On Top Of The World

Sox complete sweep, win first Series in 86 years

October 28, 2004|Globe Staff

ST. LOUIS -- They did it for the old folks in Presque Isle, Maine, and White River Junction, Vt. They did it for the baby boomers in North Conway, N.H., and Groton, Mass. They did it for the kids in Central Falls, R.I., and Putnam, Conn.

While church bells rang in small New England towns and horns honked on the crowded streets of the Hub, the 2004 Red Sox last night won the World Series, completing a four-game sweep of the St. Louis Cardinals with a 3-0 victory on the strength of seven innings of three-hit pitching by Derek Lowe. Playing 1,042 miles from Fenway Park, the Sox won it all for the first time in 86 long and frustrating seasons.

New England and a sprawling Nation of fans can finally exhale. The Red Sox are world champs. No more Curse of the Bambino. No more taunts of ``1918.'' The suffering souls of Bill Buckner, Grady Little, Mike Torrez, Johnny Pesky, Denny Galehouse, and the rest are released from Boston Baseball's Hall of Pain.

The Red Sox are champions because they engineered the greatest comeback in baseball history when they won four straight games against the hated Yankees in the American League Championship Series. It was a baseball epic, an event for the ages that put the Red Sox into a World Series that was profoundly anti-climactic.

En route to eight consecutive postseason wins, the Sons of Tito Francona simply destroyed a Cardinal team that won a major league-high 105 games in 2004. The Sox did not trail for a single inning of the four-game sweep. No Cardinal pitcher lasted more than six innings and St. Louis's vaunted row of sluggers was smothered by the likes of Curt Schilling, Pedro Martinez, closer Keith Foulke, and Lowe.
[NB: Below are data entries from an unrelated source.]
//! # stricture-field — Field Declarations for Constraint Metadata
//!
//! Associates ordered constraint lists from `stricture-core` with named,
//! typed field declarations. This crate is the attachment surface of the
//! vocabulary: schema authors declare fields here, and validation consumers
//! retrieve the attached constraints, raw or expanded, to evaluate
//! candidate values.
//!
//! ## Design
//!
//! A [`FieldSpec`] is built once with a consuming builder and never
//! mutated afterwards. Retrieval offers both shapes a consumer may want:
//! the raw attachment-ordered list with composites intact, and the
//! flattened all-atomic list for consumers that do not understand
//! composites.

pub mod field;

pub use field::FieldSpec;
//! # Regex Pattern — Full-Match Constraint
//!
//! `RegexMatch` stores a pattern and a flag bitset, compiles them once at
//! construction, and checks candidates with a full-string match (a match
//! that does not span the whole candidate is a failure, unlike a search).
//!
//! ## Design
//!
//! Compilation happens exactly once, in the constructor, so an invalid
//! pattern is a construction error and `satisfies` is infallible. The
//! compiled program is an implementation detail: equality, hashing, and
//! serialization see only the declarative fields (pattern and flags).
//! Patterns follow `regex-lite` syntax, with ASCII-only Perl character
//! classes.

use regex_lite::{Regex, RegexBuilder};
use serde::ser::SerializeStruct;
use serde::{Deserialize, Serialize};

use crate::error::ConstraintError;

// ─── Pattern flags ──────────────────────────────────────────────────

/// Bitset of regex compilation flags.
///
/// Flags combine with `|`:
///
/// ```
/// use stricture_core::PatternFlags;
///
/// let flags = PatternFlags::CASE_INSENSITIVE | PatternFlags::MULTI_LINE;
/// assert!(flags.contains(PatternFlags::CASE_INSENSITIVE));
/// ```
#[derive(Debug, Clone, Copy, PartialEq, Eq, Hash, Default, Serialize)]
#[serde(transparent)]
pub struct PatternFlags(u16);

impl PatternFlags {
    /// No flags set.
    pub const NONE: PatternFlags = PatternFlags(0);
    /// Letters match regardless of case.
    pub const CASE_INSENSITIVE: PatternFlags = PatternFlags(1);
    /// `^` and `$` match at line boundaries inside the candidate.
    pub const MULTI_LINE: PatternFlags = PatternFlags(1 << 1);
    /// `.` also matches `\n`.
    pub const DOT_MATCHES_NEW_LINE: PatternFlags = PatternFlags(1 << 2);
    /// Swap the meaning of greedy and lazy repetition.
    pub const SWAP_GREED: PatternFlags = PatternFlags(1 << 3);
    /// Ignore literal whitespace in the pattern and allow `#` comments.
    pub const IGNORE_WHITESPACE: PatternFlags = PatternFlags(1 << 4);
    /// Treat `\r\n` as a line terminator for `^`/`$` in multi-line mode.
    pub const CRLF: PatternFlags = PatternFlags(1 << 5);

    const KNOWN_BITS: u16 = 0b0011_1111;

    const FLAG_NAMES: &'static [(PatternFlags, &'static str)] = &[
        (Self::CASE_INSENSITIVE, "case_insensitive"),
        (Self::MULTI_LINE, "multi_line"),
        (Self::DOT_MATCHES_NEW_LINE, "dot_matches_new_line"),
        (Self::SWAP_GREED, "swap_greed"),
        (Self::IGNORE_WHITESPACE, "ignore_whitespace"),
        (Self::CRLF, "crlf"),
    ];

    /// The raw bitset.
    pub fn bits(self) -> u16 {
        self.0
    }

    /// Decodes a bitset, rejecting bits outside the known flags.
    pub fn from_bits(bits: u16) -> Result<Self, ConstraintError> {
        if bits & !Self::KNOWN_BITS != 0 {
            return Err(ConstraintError::UnknownPatternFlags { bits });
        }
        Ok(Self(bits))
    }

    /// Returns `true` when every flag in `other` is set in `self`.
    pub fn contains(self, other: PatternFlags) -> bool {
        self.0 & other.0 == other.0
    }

    /// Returns `true` when no flag is set.
    pub fn is_empty(self) -> bool {
        self.0 == 0
    }
}

impl std::ops::BitOr for PatternFlags {
    type Output = PatternFlags;

    fn bitor(self, rhs: PatternFlags) -> PatternFlags {
        PatternFlags(self.0 | rhs.0)
    }
}

impl std::fmt::Display for PatternFlags {
    fn fmt(&self, f: &mut std::fmt::Formatter<'_>) -> std::fmt::Result {
        if self.is_empty() {
            return f.write_str("none");
        }
        let mut first = true;
        for (flag, name) in Self::FLAG_NAMES {
            if self.contains(*flag) {
                if !first {
                    f.write_str("|")?;
                }
                f.write_str(name)?;
                first = false;
            }
        }
        Ok(())
    }
}

impl<'de> Deserialize<'de> for PatternFlags {
    fn deserialize<D>(deserializer: D) -> Result<Self, D::Error>
    where
        D: serde::Deserializer<'de>,
    {
        let bits = u16::deserialize(deserializer)?;
        PatternFlags::from_bits(bits).map_err(serde::de::Error::custom)
    }
}

// ─── RegexMatch constraint ──────────────────────────────────────────

/// Full-string regex constraint.
///
/// # Examples
///
/// ```
/// use stricture_core::RegexMatch;
///
/// let digits = RegexMatch::new(r"\d+")?;
/// assert!(digits.satisfies("123"));
/// assert!(!digits.satisfies("12a"));
/// # Ok::<(), stricture_core::ConstraintError>(())
/// ```
#[derive(Clone)]
pub struct RegexMatch {
    pattern: String,
    flags: PatternFlags,
    regex: Regex,
}

impl RegexMatch {
    /// Compiles a pattern with no flags.
    pub fn new(pattern: impl Into<String>) -> Result<Self, ConstraintError> {
        Self::with_flags(pattern, PatternFlags::NONE)
    }

    /// Compiles a pattern with the given flags.
    pub fn with_flags(
        pattern: impl Into<String>,
        flags: PatternFlags,
    ) -> Result<Self, ConstraintError> {
        let pattern = pattern.into();
        let regex = compile(&pattern, flags)?;
        Ok(Self {
            pattern,
            flags,
            regex,
        })
    }

    /// The pattern as supplied, without the full-match anchoring.
    pub fn pattern(&self) -> &str {
        &self.pattern
    }

    /// The compilation flags.
    pub fn flags(&self) -> PatternFlags {
        self.flags
    }

    /// Returns `true` when the pattern matches the entire candidate.
    pub fn satisfies(&self, candidate: &str) -> bool {
        self.regex.is_match(candidate)
    }
}

/// Anchors with `\A`/`\z` rather than `^`/`$` so that full-match semantics
/// survive the multi-line flag.
fn compile(pattern: &str, flags: PatternFlags) -> Result<Regex, ConstraintError> {
    let anchored = format!(r"\A(?:{pattern})\z");
    RegexBuilder::new(&anchored)
        .case_insensitive(flags.contains(PatternFlags::CASE_INSENSITIVE))
        .multi_line(flags.contains(PatternFlags::MULTI_LINE))
        .dot_matches_new_line(flags.contains(PatternFlags::DOT_MATCHES_NEW_LINE))
        .swap_greed(flags.contains(PatternFlags::SWAP_GREED))
        .ignore_whitespace(flags.contains(PatternFlags::IGNORE_WHITESPACE))
        .crlf(flags.contains(PatternFlags::CRLF))
        .build()
        .map_err(|e| ConstraintError::InvalidPattern {
            pattern: pattern.to_string(),
            reason: e.to_string(),
        })
}

impl std::fmt::Debug for RegexMatch {
    fn fmt(&self, f: &mut std::fmt::Formatter<'_>) -> std::fmt::Result {
        f.debug_struct("RegexMatch")
            .field("pattern", &self.pattern)
            .field("flags", &self.flags)
            .finish_non_exhaustive()
    }
}

impl PartialEq for RegexMatch {
    /// Equality is declarative: same pattern and flags. The compiled
    /// program is derived state and does not participate.
    fn eq(&self, other: &Self) -> bool {
        self.pattern == other.pattern && self.flags == other.flags
    }
}

impl Eq for RegexMatch {}

impl std::hash::Hash for RegexMatch {
    fn hash<H: std::hash::Hasher>(&self, state: &mut H) {
        self.pattern.hash(state);
        self.flags.hash(state);
    }
}

impl std::fmt::Display for RegexMatch {
    fn fmt(&self, f: &mut std::fmt::Formatter<'_>) -> std::fmt::Result {
        write!(f, "matches /{}/", self.pattern)
    }
}

impl Serialize for RegexMatch {
    fn serialize<S>(&self, serializer: S) -> Result<S::Ok, S::Error>
    where
        S: serde::Serializer,
    {
        let mut state = serializer.serialize_struct("RegexMatch", 2)?;
        state.serialize_field("pattern", &self.pattern)?;
        state.serialize_field("flags", &self.flags)?;
        state.end()
    }
}

impl<'de> Deserialize<'de> for RegexMatch {
    /// Recompiles the pattern; a pattern that no longer compiles (or flag
    /// bits outside the known set) is a deserialization error.
    fn deserialize<D>(deserializer: D) -> Result<Self, D::Error>
    where
        D: serde::Deserializer<'de>,
    {
        #[derive(Deserialize)]
        struct Raw {
            pattern: String,
            #[serde(default)]
            flags: PatternFlags,
        }

        let raw = Raw::deserialize(deserializer)?;
        RegexMatch::with_flags(raw.pattern, raw.flags).map_err(serde::de::Error::custom)
    }
}
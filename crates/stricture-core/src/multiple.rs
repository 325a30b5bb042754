//! # Multiple-Of — Divisibility Constraint
//!
//! `MultipleOf` asserts that a candidate is an integer multiple of a stored
//! divisor. Divisibility is remainder-is-zero: `candidate % divisor == 0`.
//!
//! ## Design
//!
//! Remainder-is-zero and exact-quotient-is-integer disagree for floating
//! point divisors (`0.6 / 0.2` is not a representable integer quotient even
//! though the remainder is zero for many such pairs), so this module commits
//! to the remainder reading and does not offer the alternative. The
//! [`Divisible`] trait makes the convention explicit per candidate type and
//! keeps `%` panics out of the check: a zero divisor divides only zero.

use serde::{Deserialize, Serialize};

// ─── Divisibility capability ────────────────────────────────────────

/// Remainder-is-zero divisibility.
///
/// Implemented for the primitive integer and floating point types. The
/// contract is total: no divisor value causes a panic.
///
/// - A zero divisor divides only zero.
/// - For floats, a NaN candidate or divisor is never divisible.
pub trait Divisible {
    /// Returns `true` when `self` is an integer multiple of `divisor`.
    fn divisible_by(&self, divisor: &Self) -> bool;
}

macro_rules! impl_divisible_signed {
    ($($t:ty),* $(,)?) => {
        $(
            impl Divisible for $t {
                fn divisible_by(&self, divisor: &Self) -> bool {
                    match self.checked_rem(*divisor) {
                        Some(rem) => rem == 0,
                        None if *divisor == 0 => *self == 0,
                        // Remainder overflow (MIN % -1) is an exact division.
                        None => true,
                    }
                }
            }
        )*
    };
}

macro_rules! impl_divisible_unsigned {
    ($($t:ty),* $(,)?) => {
        $(
            impl Divisible for $t {
                fn divisible_by(&self, divisor: &Self) -> bool {
                    if *divisor == 0 {
                        return *self == 0;
                    }
                    self % divisor == 0
                }
            }
        )*
    };
}

macro_rules! impl_divisible_float {
    ($($t:ty),* $(,)?) => {
        $(
            impl Divisible for $t {
                fn divisible_by(&self, divisor: &Self) -> bool {
                    if *divisor == 0.0 {
                        return *self == 0.0;
                    }
                    self % divisor == 0.0
                }
            }
        )*
    };
}

impl_divisible_signed!(i8, i16, i32, i64, i128, isize);
impl_divisible_unsigned!(u8, u16, u32, u64, u128, usize);
impl_divisible_float!(f32, f64);

// ─── MultipleOf constraint ──────────────────────────────────────────

/// Divisibility constraint: a candidate satisfies it when the candidate is
/// an integer multiple of the stored divisor.
///
/// # Examples
///
/// ```
/// use stricture_core::MultipleOf;
///
/// let step = MultipleOf::new(3);
/// assert!(step.satisfies(&9));
/// assert!(!step.satisfies(&4));
/// ```
#[derive(Debug, Clone, Copy, PartialEq, Eq, Hash, Serialize, Deserialize)]
pub struct MultipleOf<T> {
    divisor: T,
}

impl<T> MultipleOf<T> {
    /// Wraps a divisor. The divisor is stored as-is, including zero; see
    /// [`Divisible`] for how a zero divisor behaves at check time.
    pub fn new(divisor: T) -> Self {
        Self { divisor }
    }

    /// Access the stored divisor.
    pub fn divisor(&self) -> &T {
        &self.divisor
    }
}

impl<T: Divisible> MultipleOf<T> {
    /// Returns `true` when the candidate is divisible by the stored divisor.
    pub fn satisfies(&self, candidate: &T) -> bool {
        candidate.divisible_by(&self.divisor)
    }
}

impl<T: std::fmt::Display> std::fmt::Display for MultipleOf<T> {
    fn fmt(&self, f: &mut std::fmt::Formatter<'_>) -> std::fmt::Result {
        write!(f, "multiple of {}", self.divisor)
    }
}
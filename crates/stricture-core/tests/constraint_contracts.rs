//! Contract tests for the constraint vocabulary, exercised through the
//! public API exactly as an external validation consumer would use it:
//! construct constraints, read them back, expand composites, and evaluate
//! candidates with each kind's `satisfies`.

use chrono::{FixedOffset, NaiveDate, TimeZone, Utc};
use stricture_core::{
    Constraint, ConstraintKind, GreaterThan, Interval, LengthBounds, MultipleOf, RegexMatch,
    TimezoneRequirement,
};

fn expansion_kinds<T: Clone>(constraint: &Constraint<T>) -> Vec<ConstraintKind> {
    constraint.expanded().iter().map(|c| c.kind()).collect()
}

// ---------- Comparison bounds across ordered types ----------

#[test]
fn greater_than_partitions_integers_at_the_bound() {
    let gt = GreaterThan::new(4);
    assert!(gt.satisfies(&5), "5 > 4");
    assert!(!gt.satisfies(&4), "the bound itself is excluded");
    assert!(!gt.satisfies(&3), "3 is below the bound");
}

#[test]
fn comparison_bounds_apply_to_floats_and_dates() {
    assert!(GreaterThan::new(0.5).satisfies(&0.75));
    assert!(!GreaterThan::new(0.5).satisfies(&0.5));

    let new_year = NaiveDate::from_ymd_opt(2024, 1, 1).unwrap();
    let before = NaiveDate::from_ymd_opt(2023, 12, 31).unwrap();
    assert!(GreaterThan::new(before).satisfies(&new_year));
    assert!(!GreaterThan::new(new_year).satisfies(&before));

    let epoch = Utc.with_ymd_and_hms(2024, 1, 1, 0, 0, 0).unwrap();
    let later = Utc.with_ymd_and_hms(2024, 1, 1, 0, 0, 1).unwrap();
    assert!(GreaterThan::new(epoch).satisfies(&later));
}

#[test]
fn constructed_constraints_read_back_structurally_equal() {
    let gt = GreaterThan::new(42);
    assert_eq!(GreaterThan::new(*gt.bound()), gt);

    let bounds = LengthBounds::new(2, Some(8));
    assert_eq!(
        LengthBounds::new(bounds.min_length(), bounds.max_length()),
        bounds
    );

    let pattern = RegexMatch::new("[a-z]+").unwrap();
    assert_eq!(
        RegexMatch::with_flags(pattern.pattern(), pattern.flags()).unwrap(),
        pattern
    );
}

// ---------- Interval composite ----------

#[test]
fn interval_between_half_and_one_is_inclusive() {
    let interval = Interval::new().with_ge(0.5).with_le(1.0);
    assert!(interval.satisfies(&0.5), "inclusive lower edge");
    assert!(interval.satisfies(&1.0), "inclusive upper edge");
    assert!(!interval.satisfies(&1.1), "above the window");
    assert!(!interval.satisfies(&0.49), "below the window");
}

#[test]
fn interval_expansion_follows_declaration_independent_order() {
    // Bounds set in scrambled order still expand as gt, ge, lt, le.
    let interval = Interval::new().with_le(4).with_lt(3).with_ge(2).with_gt(1);
    let constraint = Constraint::from(interval);
    assert_eq!(
        expansion_kinds(&constraint),
        vec![
            ConstraintKind::GreaterThan,
            ConstraintKind::GreaterOrEqual,
            ConstraintKind::LessThan,
            ConstraintKind::LessOrEqual,
        ]
    );
}

#[test]
fn unset_interval_expands_to_nothing() {
    let constraint: Constraint<i64> = Constraint::from(Interval::new());
    assert!(constraint.expanded().is_empty());
    assert!(constraint.is_composite());
}

#[test]
fn expansion_is_idempotent_across_calls() {
    let constraint = Constraint::from(Interval::new().with_gt(0).with_lt(100));
    assert_eq!(constraint.expanded(), constraint.expanded());

    let bounds: Constraint<String> = Constraint::from(LengthBounds::new(1, Some(3)));
    assert_eq!(bounds.expanded(), bounds.expanded());
}

// ---------- Length bounds composite ----------

#[test]
fn length_window_one_to_three() {
    let bounds = LengthBounds::new(1, Some(3));
    assert!(bounds.satisfies("ab"));
    assert!(!bounds.satisfies(""), "below the minimum");
    assert!(!bounds.satisfies("abcd"), "above the maximum");
}

#[test]
fn length_bounds_expansion_omits_defaults() {
    let unconstrained: Constraint<String> = Constraint::from(LengthBounds::default());
    assert!(unconstrained.expanded().is_empty());

    let only_max: Constraint<String> = Constraint::from(LengthBounds::new(0, Some(5)));
    assert_eq!(expansion_kinds(&only_max), vec![ConstraintKind::MaxLength]);

    let both: Constraint<String> = Constraint::from(LengthBounds::new(1, Some(5)));
    assert_eq!(
        expansion_kinds(&both),
        vec![ConstraintKind::MinLength, ConstraintKind::MaxLength]
    );
}

// ---------- Divisibility ----------

#[test]
fn multiple_of_three_over_integers() {
    let step = MultipleOf::new(3);
    for valid in [0, 3, 9] {
        assert!(step.satisfies(&valid), "{valid} is a multiple of 3");
    }
    for invalid in [1, 2, 4] {
        assert!(!step.satisfies(&invalid), "{invalid} is not a multiple of 3");
    }
}

#[test]
fn multiple_of_half_over_floats() {
    let step = MultipleOf::new(0.5);
    for valid in [0.0, 0.5, 1.0, 1.5] {
        assert!(step.satisfies(&valid), "{valid} is a multiple of 0.5");
    }
    for invalid in [0.4, 1.1] {
        assert!(!step.satisfies(&invalid), "{invalid} is not a multiple of 0.5");
    }
}

// ---------- Regex full match ----------

#[test]
fn digit_pattern_requires_full_match() {
    let digits = RegexMatch::new(r"\d+").unwrap();
    assert!(digits.satisfies("123"));
    assert!(!digits.satisfies("12a"), "a search would have found a match here");
}

// ---------- Timezone requirements ----------

#[test]
fn timezone_policies_over_chrono_values() {
    let naive = NaiveDate::from_ymd_opt(2024, 6, 1)
        .unwrap()
        .and_hms_opt(12, 0, 0)
        .unwrap();
    let aware_utc = Utc.with_ymd_and_hms(2024, 6, 1, 12, 0, 0).unwrap();
    let aware_offset = FixedOffset::east_opt(5 * 3600)
        .unwrap()
        .with_ymd_and_hms(2024, 6, 1, 12, 0, 0)
        .unwrap();

    assert!(!TimezoneRequirement::naive().satisfies(&aware_utc));
    assert!(TimezoneRequirement::naive().satisfies(&naive));

    assert!(TimezoneRequirement::any_aware().satisfies(&aware_utc));
    assert!(TimezoneRequirement::any_aware().satisfies(&aware_offset));
    assert!(!TimezoneRequirement::any_aware().satisfies(&naive));

    let utc_only = TimezoneRequirement::exact("UTC");
    assert!(utc_only.satisfies(&aware_utc));
    assert!(!utc_only.satisfies(&aware_offset));
    assert!(!utc_only.satisfies(&naive));
}

// ---------- Mixed attached lists ----------

#[test]
fn mixed_list_flattens_in_attachment_order() {
    let attached: Vec<Constraint<i64>> = vec![
        Constraint::documentation("percentage score"),
        Constraint::from(Interval::new().with_ge(0).with_le(100)),
        Constraint::multiple_of(5),
    ];
    let flat = Constraint::flatten(&attached);
    let kinds: Vec<ConstraintKind> = flat.iter().map(|c| c.kind()).collect();
    assert_eq!(
        kinds,
        vec![
            ConstraintKind::Documentation,
            ConstraintKind::GreaterOrEqual,
            ConstraintKind::LessOrEqual,
            ConstraintKind::MultipleOf,
        ]
    );
    assert!(flat.iter().all(Constraint::is_atomic));
}

#[test]
fn immutable_constraints_are_shared_across_threads_without_locks() {
    let attached: Vec<Constraint<i64>> = vec![
        Constraint::from(Interval::new().with_ge(0).with_le(100)),
        Constraint::multiple_of(5),
        Constraint::regex_match(r"\d+").unwrap(),
    ];
    std::thread::scope(|scope| {
        for _ in 0..4 {
            scope.spawn(|| {
                let flat = Constraint::flatten(&attached);
                assert_eq!(flat.len(), 4);
                assert!(flat.iter().all(Constraint::is_atomic));
            });
        }
    });
}

#[test]
fn serialized_list_is_externally_tagged_with_kind_names() {
    let attached: Vec<Constraint<i64>> = vec![
        Constraint::greater_than(4),
        Constraint::from(LengthBounds::new(1, Some(3))),
        Constraint::unit("points"),
    ];
    let json = serde_json::to_string(&attached).unwrap();
    assert_eq!(
        json,
        r#"[{"greater_than":{"bound":4}},{"length_bounds":{"min_length":1,"max_length":3}},{"unit":{"unit":"points"}}]"#
    );
}
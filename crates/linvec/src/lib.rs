//! Euclidean vectors with checked arithmetic and geometric predicates.
//!
//! # Overview
//!
//! The central type is [`Vector`], an ordered, fixed-length list of `f64` coordinates. Its
//! dimension is chosen at runtime, so operations combining two vectors check that the dimensions
//! agree and report a [`VectorError::DimensionMismatch`] otherwise.
//!
//! ```
//! # use linvec::*;
//! # fn main() -> linvec::Result<()> {
//! let a = Vector::new([3.0, 4.0])?;
//! let b = Vector::new([-4.0, 3.0])?;
//! assert_eq!(a.magnitude(), 5.0);
//! assert!(a.is_orthogonal_to(&b)?);
//! assert_eq!(a.add(&b)?, [-1.0, 7.0]);
//! # Ok(())
//! # }
//! ```
//!
//! # Goals & Non-Goals
//!
//! - Use a single numeric representation. Every coordinate is an `f64`, and so is every derived
//!   quantity (magnitudes, angles, areas). Inputs can be anything that converts into `f64`
//!   losslessly.
//! - Make every operation that can fail return a [`Result`]. Vector-vector arithmetic is therefore
//!   exposed as methods ([`Vector::add`], [`Vector::sub`], ...) rather than operator overloads.
//!   Operators are only implemented where they cannot fail (negation, scaling).
//! - Mutation is explicit: methods ending in `_in_place` rewrite the receiver, everything else
//!   returns a fresh [`Vector`].
//! - No matrices, no N-dimensional cross product, no SIMD.
//!
//! # Environment Variables
//!
//! * `LINVEC_TOLERANCE`: Overrides the tolerance used by [`Vector::is_zero`],
//!   [`Vector::is_orthogonal_to`] and [`Vector::is_parallel_to`]. Must be a positive, finite
//!   floating-point number. Defaults to [`DEFAULT_TOLERANCE`].

mod error;
mod tolerance;
mod vector;

pub use error::*;
pub use tolerance::*;
pub use vector::*;

use log::LevelFilter;

/// macro-use only, not part of public API.
#[doc(hidden)]
pub fn init_logger(calling_crate: &'static str) {
    let log_level = if cfg!(debug_assertions) {
        LevelFilter::Trace
    } else {
        LevelFilter::Debug
    };
    env_logger::Builder::new()
        .filter(Some(calling_crate), log_level)
        .filter(Some(env!("CARGO_PKG_NAME")), log_level)
        .parse_default_env()
        .try_init()
        .ok();
}

/// Initializes logging to *stderr*.
///
/// If `cfg!(debug_assertions)` is enabled, the calling crate and `linvec` will log at *trace*
/// level. Otherwise, they will log at *debug* level. `RUST_LOG` can be used to override this.
///
/// If a global logger is already registered, this macro will do nothing.
#[macro_export]
macro_rules! init_logger {
    () => {
        $crate::init_logger(env!("CARGO_CRATE_NAME"))
    };
}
In the finale, a game played under a full moon/lunar eclipse on the date of Boston's Game 7 loss in the excruciating 1986 World Series, Johnny Damon led off with a home run and the Sox were never threatened. Trot Nixon added a pair of runs with a bases-loaded double in the third. Lowe mowed down the Cardinals for seven, then let relievers Bronson Arroyo, Alan Embree, and Keith Foulke finish the job. It ended at 11:41 EDT when Edgar Renteria hit a grounder back to Foulke.

Statues - to be placed near those of Samuel Adams and James Michael Curley, are already on order for Messrs. Schilling, Martinez, Lowe, Foulke, Damon, Manny Ramirez (Series MVP), David Ortiz, Mark Bellhon, Jason Varitek, Orlando Cabrera and the rest of members of the 2004 Red Sox. They did something that had not been done in 86 years.

So now it's time to toast to Ted Williams, Tom Yawkey, Sherm Feller, Dick O'Connell, Haywood Sullivan, Joe Cronin, Eddie Collins, Tony Conigliaro, Ned Martin, Helen Robinson, Jack Rogers, and thousands of others who toiled for the team, but died before seeing their Sox win a World Series.